アルテに来た時と同じ紺色のスカートに白いシャツ、黒いコートを羽織った。

本来なら御者にかけてしまったスカートと揃いの上着も着たかったが、コートを脱がなければいいだけの話だ。

きっちりとした印象の地味な女は貴族らしい雰囲気のルイス教授と共に立つことで使用人にしか見えなくなるだろう。

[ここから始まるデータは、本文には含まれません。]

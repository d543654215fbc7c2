// crates/rlm-engine/src/config/env.rs
// RLM_* environment overrides layered over the config file

use super::file::RlmSection;
use tracing::{debug, warn};

/// Apply environment overrides. `lookup` abstracts the environment so
/// callers (and tests) can supply their own source.
pub fn apply_overrides<F>(section: &mut RlmSection, lookup: F)
where
    F: Fn(&str) -> Option<String>,
{
    let read = |key: &str| lookup(key).filter(|v| !v.trim().is_empty());

    if let Some(mode) = read("RLM_MODE") {
        section.mode = Some(mode);
    }
    if let Some(depth) = read("RLM_MAX_DEPTH").and_then(|v| parse_number("RLM_MAX_DEPTH", &v)) {
        section.max_depth = Some(depth);
    }
    if let Some(calls) =
        read("RLM_MAX_CHILD_CALLS").and_then(|v| parse_number("RLM_MAX_CHILD_CALLS", &v))
    {
        section.max_child_calls = Some(calls);
    }
    if let Some(budget) =
        read("RLM_TOKEN_BUDGET").and_then(|v| parse_number("RLM_TOKEN_BUDGET", &v))
    {
        section.token_budget = Some(budget);
    }
    if let Some(enable) = read("RLM_ENABLE_CACHE").and_then(|v| parse_bool(&v)) {
        section.enable_cache = Some(enable);
    }
    if let Some(expose) = read("RLM_EXPOSE_REASONING").and_then(|v| parse_bool(&v)) {
        section.expose_reasoning = Some(expose);
    }
    if let Some(model) = read("RLM_MODEL") {
        section.model = Some(model);
    }
    if let Some(provider) = read("RLM_PROVIDER") {
        section.provider = Some(provider);
    }
    if let Some(secs) = read("RLM_TIMEOUT_SECS").and_then(|v| parse_number("RLM_TIMEOUT_SECS", &v))
    {
        section.timeout_secs = Some(secs);
    }
    debug!("Applied RLM environment overrides");
}

/// Parse a boolean flag ("1", "true", "yes", "on" and their negatives)
pub fn parse_bool(value: &str) -> Option<bool> {
    match value.trim().to_lowercase().as_str() {
        "1" | "true" | "yes" | "on" => Some(true),
        "0" | "false" | "no" | "off" => Some(false),
        other => {
            warn!(value = other, "Unrecognized boolean value, ignoring");
            None
        }
    }
}

fn parse_number<T: std::str::FromStr>(key: &str, value: &str) -> Option<T> {
    match value.trim().parse() {
        Ok(n) => Some(n),
        Err(_) => {
            warn!(key = key, value = value, "Invalid numeric value, ignoring");
            None
        }
    }
}
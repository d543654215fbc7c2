// crates/rlm-engine/src/stream/normalize.rs
// Per-provider mapping of raw stream events into one canonical chunk

use crate::error::{Result, RlmError};
use crate::llm::ProviderKind;
use serde::Deserialize;
use serde_json::Value;
use std::str::FromStr;
use tracing::warn;

/// Canonical incremental-output chunk
#[derive(Debug, Clone, Default, PartialEq, Eq)]
pub struct StreamChunk {
    pub text: String,
    pub is_thinking: bool,
    pub token_count: Option<u64>,
    pub is_complete: bool,
    pub stop_reason: Option<String>,
}

impl StreamChunk {
    fn text(text: String) -> Self {
        Self {
            text,
            ..Default::default()
        }
    }

    fn thinking(text: String) -> Self {
        Self {
            text,
            is_thinking: true,
            ..Default::default()
        }
    }

    /// Reasoning text (if any) followed by answer text (if any)
    fn split(thinking: String, text: String) -> Vec<Self> {
        let mut chunks = Vec::new();
        if !thinking.is_empty() {
            chunks.push(Self::thinking(thinking));
        }
        if !text.is_empty() {
            chunks.push(Self::text(text));
        }
        chunks
    }

    fn terminal(stop_reason: Option<String>, token_count: Option<u64>) -> Self {
        Self {
            is_complete: true,
            stop_reason,
            token_count,
            ..Default::default()
        }
    }
}

/// Map one raw event into zero or more chunks, in stream order. An empty
/// vec means the event carries nothing actionable. A single event may hold
/// both a thinking chunk and an answer chunk; thinking always comes first.
///
/// Unknown tags fall back to the OpenAI-compatible mapping.
pub fn normalize_event(provider_tag: &str, event: &Value) -> Result<Vec<StreamChunk>> {
    match ProviderKind::from_str(provider_tag) {
        Ok(ProviderKind::Anthropic) => normalize_anthropic(event),
        Ok(ProviderKind::Gemini) => normalize_gemini(event),
        Ok(_) => normalize_openai(event),
        Err(_) => {
            warn!(provider = provider_tag, "Unknown provider tag, using OpenAI-compatible stream mapping");
            normalize_openai(event)
        }
    }
}

// ============================================================================
// OpenAI-compatible (openai, deepseek, openrouter)
// ============================================================================

#[derive(Deserialize, Debug)]
struct OpenAiStreamChunk {
    #[serde(default)]
    choices: Vec<OpenAiStreamChoice>,
    usage: Option<OpenAiUsage>,
}

#[derive(Deserialize, Debug)]
struct OpenAiStreamChoice {
    delta: Option<OpenAiStreamDelta>,
    finish_reason: Option<String>,
}

#[derive(Deserialize, Debug)]
struct OpenAiStreamDelta {
    content: Option<String>,
    /// DeepSeek reasoner channel
    reasoning_content: Option<String>,
    /// OpenRouter reasoning channel
    reasoning: Option<String>,
}

#[derive(Deserialize, Debug)]
struct OpenAiUsage {
    total_tokens: Option<u64>,
}

fn normalize_openai(event: &Value) -> Result<Vec<StreamChunk>> {
    if event.as_str() == Some("[DONE]") {
        return Ok(vec![StreamChunk::terminal(None, None)]);
    }
    if !event.is_object() {
        return Err(RlmError::Normalize(format!("expected object event, got {event}")));
    }

    let chunk: OpenAiStreamChunk =
        serde_json::from_value(event.clone()).map_err(|e| RlmError::Normalize(e.to_string()))?;
    let tokens = chunk.usage.and_then(|u| u.total_tokens);

    let Some(choice) = chunk.choices.into_iter().next() else {
        // Usage-only trailer
        return Ok(tokens
            .map(|t| StreamChunk {
                token_count: Some(t),
                ..Default::default()
            })
            .into_iter()
            .collect());
    };

    let (thinking, text) = match choice.delta {
        Some(delta) => (
            delta.reasoning_content.or(delta.reasoning).unwrap_or_default(),
            delta.content.unwrap_or_default(),
        ),
        None => (String::new(), String::new()),
    };

    match choice.finish_reason {
        Some(reason) => Ok(with_terminal(thinking, text, Some(reason), tokens)),
        None => Ok(StreamChunk::split(thinking, text)),
    }
}

/// Thinking (if any) then one terminal chunk carrying the final answer text
fn with_terminal(
    thinking: String,
    text: String,
    stop_reason: Option<String>,
    tokens: Option<u64>,
) -> Vec<StreamChunk> {
    let mut chunks = StreamChunk::split(thinking, String::new());
    let mut terminal = StreamChunk::terminal(stop_reason, tokens);
    terminal.text = text;
    chunks.push(terminal);
    chunks
}

// ============================================================================
// Anthropic (event-typed)
// ============================================================================

#[derive(Deserialize, Debug)]
struct AnthropicStreamEvent {
    #[serde(rename = "type")]
    event_type: String,
    delta: Option<AnthropicDelta>,
    usage: Option<AnthropicUsage>,
}

#[derive(Deserialize, Debug)]
struct AnthropicDelta {
    #[serde(rename = "type")]
    delta_type: Option<String>,
    text: Option<String>,
    thinking: Option<String>,
    stop_reason: Option<String>,
}

#[derive(Deserialize, Debug)]
struct AnthropicUsage {
    output_tokens: Option<u64>,
}

fn normalize_anthropic(event: &Value) -> Result<Vec<StreamChunk>> {
    let event: AnthropicStreamEvent =
        serde_json::from_value(event.clone()).map_err(|e| RlmError::Normalize(e.to_string()))?;

    match event.event_type.as_str() {
        "content_block_delta" => {
            let Some(delta) = event.delta else {
                return Ok(Vec::new());
            };
            match delta.delta_type.as_deref() {
                Some("thinking_delta") => Ok(StreamChunk::split(
                    delta.thinking.unwrap_or_default(),
                    String::new(),
                )),
                Some("text_delta") => Ok(StreamChunk::split(
                    String::new(),
                    delta.text.unwrap_or_default(),
                )),
                _ => Ok(Vec::new()),
            }
        }
        "message_delta" => {
            let stop_reason = event.delta.and_then(|d| d.stop_reason);
            let tokens = event.usage.and_then(|u| u.output_tokens);
            match stop_reason {
                Some(reason) => Ok(vec![StreamChunk::terminal(Some(reason), tokens)]),
                None => Ok(Vec::new()),
            }
        }
        "message_stop" => Ok(vec![StreamChunk::terminal(None, None)]),
        // ping, message_start, content_block_start/stop
        _ => Ok(Vec::new()),
    }
}

// ============================================================================
// Gemini (candidate parts)
// ============================================================================

#[derive(Deserialize, Debug)]
#[serde(rename_all = "camelCase")]
struct GeminiStreamChunk {
    #[serde(default)]
    candidates: Vec<GeminiCandidate>,
    usage_metadata: Option<GeminiUsage>,
}

#[derive(Deserialize, Debug)]
#[serde(rename_all = "camelCase")]
struct GeminiCandidate {
    content: Option<GeminiContent>,
    finish_reason: Option<String>,
}

#[derive(Deserialize, Debug)]
struct GeminiContent {
    #[serde(default)]
    parts: Vec<GeminiPart>,
}

#[derive(Deserialize, Debug)]
struct GeminiPart {
    text: Option<String>,
    #[serde(default)]
    thought: bool,
}

#[derive(Deserialize, Debug)]
#[serde(rename_all = "camelCase")]
struct GeminiUsage {
    total_token_count: Option<u64>,
}

fn normalize_gemini(event: &Value) -> Result<Vec<StreamChunk>> {
    if !event.is_object() {
        return Err(RlmError::Normalize(format!("expected object event, got {event}")));
    }
    let chunk: GeminiStreamChunk =
        serde_json::from_value(event.clone()).map_err(|e| RlmError::Normalize(e.to_string()))?;
    let tokens = chunk.usage_metadata.and_then(|u| u.total_token_count);

    let Some(candidate) = chunk.candidates.into_iter().next() else {
        return Ok(Vec::new());
    };

    let mut thinking = String::new();
    let mut text = String::new();
    for part in candidate.content.map(|c| c.parts).unwrap_or_default() {
        let Some(part_text) = part.text else {
            continue;
        };
        if part.thought {
            thinking.push_str(&part_text);
        } else {
            text.push_str(&part_text);
        }
    }

    match candidate.finish_reason {
        Some(reason) => Ok(with_terminal(thinking, text, Some(reason), tokens)),
        None => Ok(StreamChunk::split(thinking, text)),
    }
}
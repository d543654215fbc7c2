// crates/rlm-engine/src/stream/mod.rs
// Stream normalization and batched processing

mod normalize;
mod processor;

pub use normalize::{StreamChunk, normalize_event};
pub use processor::{
    DEFAULT_BATCH_SIZE, DEFAULT_UPDATE_INTERVAL, StreamOutcome, StreamProcessor, StreamStatus,
    StreamUpdate,
};
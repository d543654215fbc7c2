// crates/rlm-engine/src/context.rs
// Context bundle supplied by the caller, plus budget-bound distillation

use crate::llm::{estimate_tokens, truncate_to_tokens};
use serde::{Deserialize, Serialize};
use std::fmt;

/// Characters of each item kept in the cache fingerprint
const FINGERPRINT_ITEM_CHARS: usize = 100;

const TRUNCATION_MARKER: &str = "\n[Context truncated to fit token budget]";

#[derive(Debug, Clone, Copy, PartialEq, Eq, Hash, Serialize, Deserialize)]
#[serde(rename_all = "lowercase")]
pub enum ContextRole {
    System,
    User,
    Assistant,
    Context,
}

impl ContextRole {
    pub fn as_str(&self) -> &'static str {
        match self {
            Self::System => "system",
            Self::User => "user",
            Self::Assistant => "assistant",
            Self::Context => "context",
        }
    }
}

impl fmt::Display for ContextRole {
    fn fmt(&self, f: &mut fmt::Formatter<'_>) -> fmt::Result {
        f.write_str(self.as_str())
    }
}

/// One role-tagged piece of context material
#[derive(Debug, Clone, PartialEq, Eq, Serialize, Deserialize)]
pub struct ContextItem {
    pub role: ContextRole,
    pub content: String,
    /// Caller-provided token length, preferred over the estimate
    #[serde(default)]
    pub token_hint: Option<u64>,
}

impl ContextItem {
    pub fn new(role: ContextRole, content: impl Into<String>) -> Self {
        Self {
            role,
            content: content.into(),
            token_hint: None,
        }
    }

    pub fn context(content: impl Into<String>) -> Self {
        Self::new(ContextRole::Context, content)
    }

    pub fn with_token_hint(mut self, tokens: u64) -> Self {
        self.token_hint = Some(tokens);
        self
    }

    pub fn tokens(&self) -> u64 {
        self.token_hint
            .unwrap_or_else(|| estimate_tokens(&self.content))
    }

    fn render(&self) -> String {
        format!("[{}]\n{}", self.role, self.content)
    }
}

/// Ordered, immutable context for one execution
#[derive(Debug, Clone, Default, PartialEq, Eq, Serialize, Deserialize)]
pub struct ContextBundle {
    items: Vec<ContextItem>,
}

impl ContextBundle {
    pub fn new(items: Vec<ContextItem>) -> Self {
        Self { items }
    }

    pub fn items(&self) -> &[ContextItem] {
        &self.items
    }

    pub fn len(&self) -> usize {
        self.items.len()
    }

    pub fn is_empty(&self) -> bool {
        self.items.is_empty()
    }

    pub fn estimated_tokens(&self) -> u64 {
        self.items.iter().map(ContextItem::tokens).sum()
    }

    /// Bounded representation for cache keys: each item's first 100 chars
    /// plus its full length, so equal prefixes with different lengths differ.
    pub fn fingerprint(&self) -> String {
        let mut fp = String::new();
        for item in &self.items {
            let prefix: String = item.content.chars().take(FINGERPRINT_ITEM_CHARS).collect();
            fp.push_str(&prefix);
            fp.push_str(&item.content.len().to_string());
        }
        fp
    }

    /// Planner-facing summary with each item truncated to `max_chars_per_item`
    pub fn summary(&self, max_chars_per_item: usize) -> String {
        self.items
            .iter()
            .enumerate()
            .map(|(i, item)| {
                let mut text: String = item.content.chars().take(max_chars_per_item).collect();
                if text.len() < item.content.len() {
                    text.push_str("...");
                }
                format!("[{}] ({}) {}", i + 1, item.role, text)
            })
            .collect::<Vec<_>>()
            .join("\n")
    }

    /// Full text of every item, in order
    pub fn to_text(&self) -> String {
        self.items
            .iter()
            .map(ContextItem::render)
            .collect::<Vec<_>>()
            .join("\n\n")
    }
}

impl FromIterator<ContextItem> for ContextBundle {
    fn from_iter<T: IntoIterator<Item = ContextItem>>(iter: T) -> Self {
        Self::new(iter.into_iter().collect())
    }
}

/// Reduces a context bundle to fit a token budget
pub trait Distiller: Send + Sync {
    fn distill(&self, context: &ContextBundle, budget_tokens: u64) -> String;
}

/// Keeps items in order until the budget runs out, truncating the item
/// that crosses the line.
#[derive(Debug, Clone, Copy, Default)]
pub struct TruncatingDistiller;

impl Distiller for TruncatingDistiller {
    fn distill(&self, context: &ContextBundle, budget_tokens: u64) -> String {
        let mut out = String::new();
        let mut remaining = budget_tokens;

        for item in context.items() {
            let rendered = item.render();
            let cost = estimate_tokens(&rendered);
            if !out.is_empty() {
                out.push_str("\n\n");
            }
            if cost <= remaining {
                out.push_str(&rendered);
                remaining -= cost;
                continue;
            }
            // Only bother with a partial item if a meaningful slice fits
            if remaining > 8 {
                out.push_str(truncate_to_tokens(&rendered, remaining));
            }
            out.push_str(TRUNCATION_MARKER);
            return out;
        }

        out
    }
}

#[cfg(test)]
mod tests {
    use super::*;

    fn bundle(parts: &[&str]) -> ContextBundle {
        parts.iter().map(|p| ContextItem::context(*p)).collect()
    }

    #[test]
    fn test_estimated_tokens_prefers_hints() {
        let ctx = ContextBundle::new(vec![
            ContextItem::context("abcdefgh"),
            ContextItem::context("x").with_token_hint(500),
        ]);
        assert_eq!(ctx.estimated_tokens(), 2 + 500);
    }

    #[test]
    fn test_fingerprint_distinguishes_lengths() {
        let base = "a".repeat(150);
        let longer = "a".repeat(151);
        let fp1 = bundle(&[&base]).fingerprint();
        let fp2 = bundle(&[&longer]).fingerprint();
        assert_ne!(fp1, fp2);
        assert!(fp1.len() <= FINGERPRINT_ITEM_CHARS + 4);
    }

    #[test]
    fn test_fingerprint_distinguishes_prefixes() {
        assert_ne!(
            bundle(&["alpha content"]).fingerprint(),
            bundle(&["gamma content"]).fingerprint()
        );
    }

    #[test]
    fn test_summary_truncates_items() {
        let ctx = bundle(&["short", &"y".repeat(50)]);
        let summary = ctx.summary(10);
        assert!(summary.contains("[1] (context) short"));
        assert!(summary.contains(&format!("{}...", "y".repeat(10))));
    }

    #[test]
    fn test_distill_within_budget_keeps_everything() {
        let ctx = bundle(&["first", "second"]);
        let out = TruncatingDistiller.distill(&ctx, 1_000);
        assert!(out.contains("first"));
        assert!(out.contains("second"));
        assert!(!out.contains("truncated"));
    }

    #[test]
    fn test_distill_truncates_when_over_budget() {
        let ctx = bundle(&["keep me", &"z".repeat(4_000), "never reached"]);
        let out = TruncatingDistiller.distill(&ctx, 100);
        assert!(out.contains("keep me"));
        assert!(out.contains("[Context truncated"));
        assert!(!out.contains("never reached"));
        assert!(estimate_tokens(&out) <= 100 + estimate_tokens(TRUNCATION_MARKER) + 1);
    }

    #[test]
    fn test_empty_bundle() {
        let ctx = ContextBundle::default();
        assert!(ctx.is_empty());
        assert_eq!(ctx.estimated_tokens(), 0);
        assert_eq!(ctx.fingerprint(), "");
        assert_eq!(TruncatingDistiller.distill(&ctx, 10), "");
    }
}
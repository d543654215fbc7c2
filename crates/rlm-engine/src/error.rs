// crates/rlm-engine/src/error.rs
// Standardized error types for the RLM engine

use std::time::Duration;
use thiserror::Error;

/// Main error type for the RLM library
#[derive(Error, Debug)]
pub enum RlmError {
    #[error("provider error: {0}")]
    Provider(String),

    #[error("provider call timed out after {}s", .0.as_secs_f64())]
    Timeout(Duration),

    #[error("provider call cancelled")]
    Cancelled,

    #[error("parse error: {0}")]
    Parse(String),

    #[error("stream normalization error: {0}")]
    Normalize(String),

    #[error("unsafe pattern rejected: {0}")]
    UnsafePattern(String),

    #[error("configuration error: {0}")]
    Config(String),

    #[error("no provider available for {provider}/{model}")]
    NoProvider { provider: String, model: String },

    #[error("I/O error: {0}")]
    Io(#[from] std::io::Error),

    #[error("JSON serialization error: {0}")]
    Json(#[from] serde_json::Error),

    #[error("TOML parse error: {0}")]
    Toml(#[from] toml::de::Error),

    #[error(transparent)]
    Anyhow(#[from] anyhow::Error),
}

/// Convenience type alias for Result using RlmError
pub type Result<T> = std::result::Result<T, RlmError>;

impl From<regex::Error> for RlmError {
    fn from(err: regex::Error) -> Self {
        RlmError::UnsafePattern(err.to_string())
    }
}
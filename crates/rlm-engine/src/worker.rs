// crates/rlm-engine/src/worker.rs
// Answers one sub-question against a distilled context

use crate::cache::ResultCache;
use crate::config::ExecutionConfig;
use crate::context::{ContextBundle, Distiller};
use crate::llm::{self, CompletionProvider, CompletionRequest, Message};
use crate::prompts::WORKER_PROMPT;
use regex::Regex;
use std::sync::{Arc, LazyLock};
use std::time::Duration;
use tokio_util::sync::CancellationToken;
use tracing::{debug, warn};

/// Confidence assumed when the model reports none
pub const DEFAULT_CONFIDENCE: f64 = 0.5;

static STRUCTURED_RE: LazyLock<Regex> = LazyLock::new(|| {
    // SAFETY: static literal pattern; compilation cannot fail.
    #[allow(clippy::expect_used)]
    Regex::new(r"(?is)ANSWER:[\s*]*(.*?)[\s*]*CONFIDENCE:[\s*]*([0-9]*\.?[0-9]+)\s*(%)?")
        .expect("structured answer regex")
});

static TRAILING_CONFIDENCE_RE: LazyLock<Regex> = LazyLock::new(|| {
    // SAFETY: static literal pattern; compilation cannot fail.
    #[allow(clippy::expect_used)]
    Regex::new(r"(?i)[(*\s]*confidence\s*(?:level|score)?\s*[:=]?\s*\**\s*([0-9]*\.?[0-9]+)\s*(%)?[\s*).]*$")
        .expect("trailing confidence regex")
});

#[derive(Debug, Clone, PartialEq)]
pub struct WorkerResult {
    pub answer: String,
    /// Self-reported, clamped to [0, 1]
    pub confidence: f64,
    pub sub_query: String,
    pub tokens_used: u64,
    pub from_cache: bool,
}

/// A worker either answered or failed; it never returns an error
#[derive(Debug, Clone, PartialEq)]
pub enum WorkerOutcome {
    Answered(WorkerResult),
    Failed { sub_query: String, reason: String },
}

impl WorkerOutcome {
    pub fn is_failure(&self) -> bool {
        matches!(self, Self::Failed { .. })
    }

    /// Collapse to a result; failures become confidence 0, tokens 0
    pub fn into_result(self) -> WorkerResult {
        match self {
            Self::Answered(result) => result,
            Self::Failed { sub_query, reason } => WorkerResult {
                answer: format!("Unable to answer \"{sub_query}\": {reason}"),
                confidence: 0.0,
                sub_query,
                tokens_used: 0,
                from_cache: false,
            },
        }
    }
}

pub struct Worker {
    provider: Arc<dyn CompletionProvider>,
    distiller: Arc<dyn Distiller>,
    cache: Option<Arc<ResultCache>>,
    model: String,
    call_timeout: Duration,
    temperature: Option<f32>,
    budget_tokens: u64,
    cancel: Option<CancellationToken>,
}

impl Worker {
    pub fn new(
        provider: Arc<dyn CompletionProvider>,
        distiller: Arc<dyn Distiller>,
        config: &ExecutionConfig,
    ) -> Self {
        Self {
            provider,
            distiller,
            cache: None,
            model: config.model().to_string(),
            call_timeout: config.call_timeout(),
            temperature: config.temperature(),
            budget_tokens: config.per_worker_budget(),
            cancel: None,
        }
    }

    pub fn with_cache(mut self, cache: Option<Arc<ResultCache>>) -> Self {
        self.cache = cache;
        self
    }

    pub fn with_cancellation(mut self, token: Option<CancellationToken>) -> Self {
        self.cancel = token;
        self
    }

    pub fn budget_tokens(&self) -> u64 {
        self.budget_tokens
    }

    /// Cache key: the sub-question plus the context fingerprint
    pub fn cache_key(sub_query: &str, context: &ContextBundle) -> String {
        ResultCache::generate_hash(sub_query, &context.fingerprint())
    }

    pub async fn answer(&self, sub_query: &str, context: &ContextBundle) -> WorkerOutcome {
        let key = Self::cache_key(sub_query, context);
        if let Some(cache) = &self.cache {
            if let Some(mut hit) = cache.get(&key) {
                debug!(sub_query, "Worker answer served from cache");
                hit.tokens_used = 0;
                return WorkerOutcome::Answered(hit);
            }
        }

        let distilled = self.distiller.distill(context, self.budget_tokens);
        let user = if distilled.is_empty() {
            format!("Question: {sub_query}\n\nContext: (none provided)")
        } else {
            format!("Question: {sub_query}\n\nContext:\n{distilled}")
        };
        let request = CompletionRequest::new(
            self.model.clone(),
            vec![Message::system(WORKER_PROMPT), Message::user(user)],
        )
        .with_temperature(self.temperature)
        .with_optional_cancellation(self.cancel.clone());

        let completion =
            match llm::invoke(self.provider.as_ref(), request, self.call_timeout, "worker").await {
                Ok(c) => c,
                Err(e) => {
                    warn!(sub_query, error = %e, "Worker call failed");
                    return WorkerOutcome::Failed {
                        sub_query: sub_query.to_string(),
                        reason: e.to_string(),
                    };
                }
            };

        if completion.content.trim().is_empty() {
            return WorkerOutcome::Failed {
                sub_query: sub_query.to_string(),
                reason: "empty response".to_string(),
            };
        }

        let (answer, confidence) = parse_response(&completion.content);
        let result = WorkerResult {
            answer,
            confidence,
            sub_query: sub_query.to_string(),
            tokens_used: completion.tokens,
            from_cache: false,
        };

        if let Some(cache) = &self.cache {
            cache.set(&key, result.clone());
        }
        WorkerOutcome::Answered(result)
    }
}

/// Extract `(answer, confidence)` from a worker reply.
///
/// Tries `ANSWER:`/`CONFIDENCE:` first, then a trailing "confidence: N",
/// then gives up and returns the raw text at 0.5. Values above 1 are read
/// as percentages.
pub fn parse_response(raw: &str) -> (String, f64) {
    if let Some(caps) = STRUCTURED_RE.captures(raw) {
        let answer = caps.get(1).map(|m| m.as_str().trim()).unwrap_or_default();
        if !answer.is_empty() {
            let confidence = read_confidence(&caps[2], caps.get(3).is_some());
            return (answer.to_string(), confidence);
        }
    }

    if let Some(caps) = TRAILING_CONFIDENCE_RE.captures(raw.trim_end()) {
        let answer = raw[..caps.get(0).map(|m| m.start()).unwrap_or(raw.len())].trim();
        if !answer.is_empty() {
            let confidence = read_confidence(&caps[1], caps.get(2).is_some());
            return (answer.to_string(), confidence);
        }
    }

    (raw.trim().to_string(), DEFAULT_CONFIDENCE)
}

fn read_confidence(number: &str, percent: bool) -> f64 {
    let Ok(mut value) = number.parse::<f64>() else {
        return DEFAULT_CONFIDENCE;
    };
    if percent || value > 1.0 {
        value /= 100.0;
    }
    value.clamp(0.0, 1.0)
}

上から下まで隙が無いことを確認してワンダは部屋を出てルイス教授のいる近代魔術塔へ向かう。

近代魔術塔の内部に入るのは初めてだったが、あまりの基礎魔術塔との違いにワンダは驚きを隠せなかった。


近代魔術塔って綺麗なのね。


近代魔術塔をワンダは「綺麗」と表現したが「綺麗」と言っても豪華できらびやかであるという訳ではなく、機能的であると言った方が正しい表現かもしれなかった。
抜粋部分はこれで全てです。